Work to be completed »
Go through the material under this sentence. Return every line holding "that".

Input »

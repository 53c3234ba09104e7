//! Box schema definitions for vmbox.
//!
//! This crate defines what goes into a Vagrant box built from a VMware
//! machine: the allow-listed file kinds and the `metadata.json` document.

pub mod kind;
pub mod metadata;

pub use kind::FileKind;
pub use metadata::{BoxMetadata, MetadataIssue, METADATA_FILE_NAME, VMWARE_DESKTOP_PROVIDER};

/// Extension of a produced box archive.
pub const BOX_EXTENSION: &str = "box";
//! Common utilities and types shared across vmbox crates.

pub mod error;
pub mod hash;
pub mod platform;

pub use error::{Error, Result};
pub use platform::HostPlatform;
---
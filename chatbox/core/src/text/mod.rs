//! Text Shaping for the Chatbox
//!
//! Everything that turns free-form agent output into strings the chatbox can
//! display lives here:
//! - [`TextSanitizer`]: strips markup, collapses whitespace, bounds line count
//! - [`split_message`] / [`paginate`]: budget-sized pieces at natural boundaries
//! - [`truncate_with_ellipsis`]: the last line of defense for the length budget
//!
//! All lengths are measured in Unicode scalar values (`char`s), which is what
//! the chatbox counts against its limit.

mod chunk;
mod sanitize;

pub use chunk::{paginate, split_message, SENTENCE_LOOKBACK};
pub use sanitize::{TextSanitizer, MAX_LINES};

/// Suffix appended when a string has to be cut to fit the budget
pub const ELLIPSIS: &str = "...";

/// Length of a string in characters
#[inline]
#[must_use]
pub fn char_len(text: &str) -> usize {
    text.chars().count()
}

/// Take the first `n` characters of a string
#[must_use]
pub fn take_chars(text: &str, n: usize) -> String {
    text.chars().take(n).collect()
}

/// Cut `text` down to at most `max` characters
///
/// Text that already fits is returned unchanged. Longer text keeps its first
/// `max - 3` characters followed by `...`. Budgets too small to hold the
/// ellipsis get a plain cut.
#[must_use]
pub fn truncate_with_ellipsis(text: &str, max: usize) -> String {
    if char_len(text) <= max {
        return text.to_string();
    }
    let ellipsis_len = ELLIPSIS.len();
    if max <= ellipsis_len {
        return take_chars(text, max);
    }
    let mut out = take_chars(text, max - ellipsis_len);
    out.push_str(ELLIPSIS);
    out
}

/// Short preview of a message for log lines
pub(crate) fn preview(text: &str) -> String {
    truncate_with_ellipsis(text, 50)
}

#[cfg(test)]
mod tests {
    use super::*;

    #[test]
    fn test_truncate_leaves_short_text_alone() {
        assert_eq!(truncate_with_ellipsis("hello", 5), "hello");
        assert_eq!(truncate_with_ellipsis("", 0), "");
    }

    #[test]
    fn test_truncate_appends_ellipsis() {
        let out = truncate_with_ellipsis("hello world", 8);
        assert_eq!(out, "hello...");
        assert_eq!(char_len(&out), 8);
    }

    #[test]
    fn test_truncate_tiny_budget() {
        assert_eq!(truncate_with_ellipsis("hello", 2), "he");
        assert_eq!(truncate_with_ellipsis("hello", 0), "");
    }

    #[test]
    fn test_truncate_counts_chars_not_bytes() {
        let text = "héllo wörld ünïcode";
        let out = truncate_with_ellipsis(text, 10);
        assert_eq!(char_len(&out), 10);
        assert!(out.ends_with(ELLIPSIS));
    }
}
* * *
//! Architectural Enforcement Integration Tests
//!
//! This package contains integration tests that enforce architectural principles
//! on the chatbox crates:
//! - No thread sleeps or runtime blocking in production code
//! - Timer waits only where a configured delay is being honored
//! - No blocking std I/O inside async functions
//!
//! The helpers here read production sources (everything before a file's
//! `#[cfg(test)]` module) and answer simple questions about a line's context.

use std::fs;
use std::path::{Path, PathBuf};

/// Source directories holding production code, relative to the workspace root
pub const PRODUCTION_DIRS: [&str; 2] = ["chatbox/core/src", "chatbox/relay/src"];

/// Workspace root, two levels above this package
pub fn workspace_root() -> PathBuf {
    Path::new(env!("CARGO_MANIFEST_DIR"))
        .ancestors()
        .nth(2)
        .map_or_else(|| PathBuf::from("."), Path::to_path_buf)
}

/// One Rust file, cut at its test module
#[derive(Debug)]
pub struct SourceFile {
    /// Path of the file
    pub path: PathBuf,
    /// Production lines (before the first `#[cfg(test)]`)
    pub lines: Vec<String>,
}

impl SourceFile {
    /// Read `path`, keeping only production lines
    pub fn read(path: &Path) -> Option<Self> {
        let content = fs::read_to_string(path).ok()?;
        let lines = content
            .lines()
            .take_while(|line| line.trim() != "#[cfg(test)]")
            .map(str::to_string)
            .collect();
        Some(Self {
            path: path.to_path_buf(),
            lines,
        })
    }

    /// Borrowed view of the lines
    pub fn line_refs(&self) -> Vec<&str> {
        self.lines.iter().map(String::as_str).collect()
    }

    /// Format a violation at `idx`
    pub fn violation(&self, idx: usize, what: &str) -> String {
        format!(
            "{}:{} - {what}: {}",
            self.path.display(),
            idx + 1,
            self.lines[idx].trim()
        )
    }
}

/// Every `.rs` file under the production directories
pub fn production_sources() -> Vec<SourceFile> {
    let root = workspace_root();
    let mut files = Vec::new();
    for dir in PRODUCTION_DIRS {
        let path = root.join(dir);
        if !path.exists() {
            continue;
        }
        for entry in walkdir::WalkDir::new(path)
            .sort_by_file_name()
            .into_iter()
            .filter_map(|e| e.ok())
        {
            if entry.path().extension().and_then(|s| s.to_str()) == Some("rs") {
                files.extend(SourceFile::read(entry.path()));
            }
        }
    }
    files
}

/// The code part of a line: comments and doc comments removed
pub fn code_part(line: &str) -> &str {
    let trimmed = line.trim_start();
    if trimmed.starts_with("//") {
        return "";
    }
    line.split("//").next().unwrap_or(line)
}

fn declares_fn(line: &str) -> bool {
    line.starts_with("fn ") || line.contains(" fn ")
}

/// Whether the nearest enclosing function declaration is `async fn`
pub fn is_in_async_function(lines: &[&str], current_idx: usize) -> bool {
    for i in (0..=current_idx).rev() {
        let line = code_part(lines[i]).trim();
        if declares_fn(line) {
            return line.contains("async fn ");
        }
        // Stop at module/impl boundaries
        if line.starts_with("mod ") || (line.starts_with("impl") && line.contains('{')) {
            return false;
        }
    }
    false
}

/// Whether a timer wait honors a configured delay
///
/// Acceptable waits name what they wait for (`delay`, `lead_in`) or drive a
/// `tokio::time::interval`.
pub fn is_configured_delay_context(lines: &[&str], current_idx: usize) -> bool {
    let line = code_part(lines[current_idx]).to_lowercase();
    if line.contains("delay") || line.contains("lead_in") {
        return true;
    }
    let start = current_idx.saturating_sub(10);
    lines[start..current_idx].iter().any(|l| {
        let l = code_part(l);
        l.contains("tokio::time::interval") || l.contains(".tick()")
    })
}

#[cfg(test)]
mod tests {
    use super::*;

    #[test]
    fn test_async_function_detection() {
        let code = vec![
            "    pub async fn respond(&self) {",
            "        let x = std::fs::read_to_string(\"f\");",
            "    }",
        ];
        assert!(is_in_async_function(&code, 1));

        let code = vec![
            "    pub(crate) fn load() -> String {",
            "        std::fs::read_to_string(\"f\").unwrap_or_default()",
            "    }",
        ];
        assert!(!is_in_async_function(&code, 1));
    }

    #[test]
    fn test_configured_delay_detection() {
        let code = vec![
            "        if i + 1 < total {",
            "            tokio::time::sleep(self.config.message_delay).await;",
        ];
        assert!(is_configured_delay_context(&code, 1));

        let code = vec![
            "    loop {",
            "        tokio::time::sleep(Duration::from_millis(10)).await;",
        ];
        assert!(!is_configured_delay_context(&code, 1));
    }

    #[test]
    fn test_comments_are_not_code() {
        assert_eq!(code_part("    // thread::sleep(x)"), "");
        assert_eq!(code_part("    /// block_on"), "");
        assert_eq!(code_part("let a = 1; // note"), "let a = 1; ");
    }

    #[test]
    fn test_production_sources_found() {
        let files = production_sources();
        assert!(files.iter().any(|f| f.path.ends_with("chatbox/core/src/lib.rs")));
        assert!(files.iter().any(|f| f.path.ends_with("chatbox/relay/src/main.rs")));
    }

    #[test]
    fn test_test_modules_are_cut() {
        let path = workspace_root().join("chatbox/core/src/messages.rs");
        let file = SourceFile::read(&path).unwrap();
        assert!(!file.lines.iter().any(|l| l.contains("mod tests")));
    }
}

Output below »
//! Everything that turns free-form agent output into strings the chatbox can
/// Text that already fits is returned unchanged. Longer text keeps its first
//! This package contains integration tests that enforce architectural principles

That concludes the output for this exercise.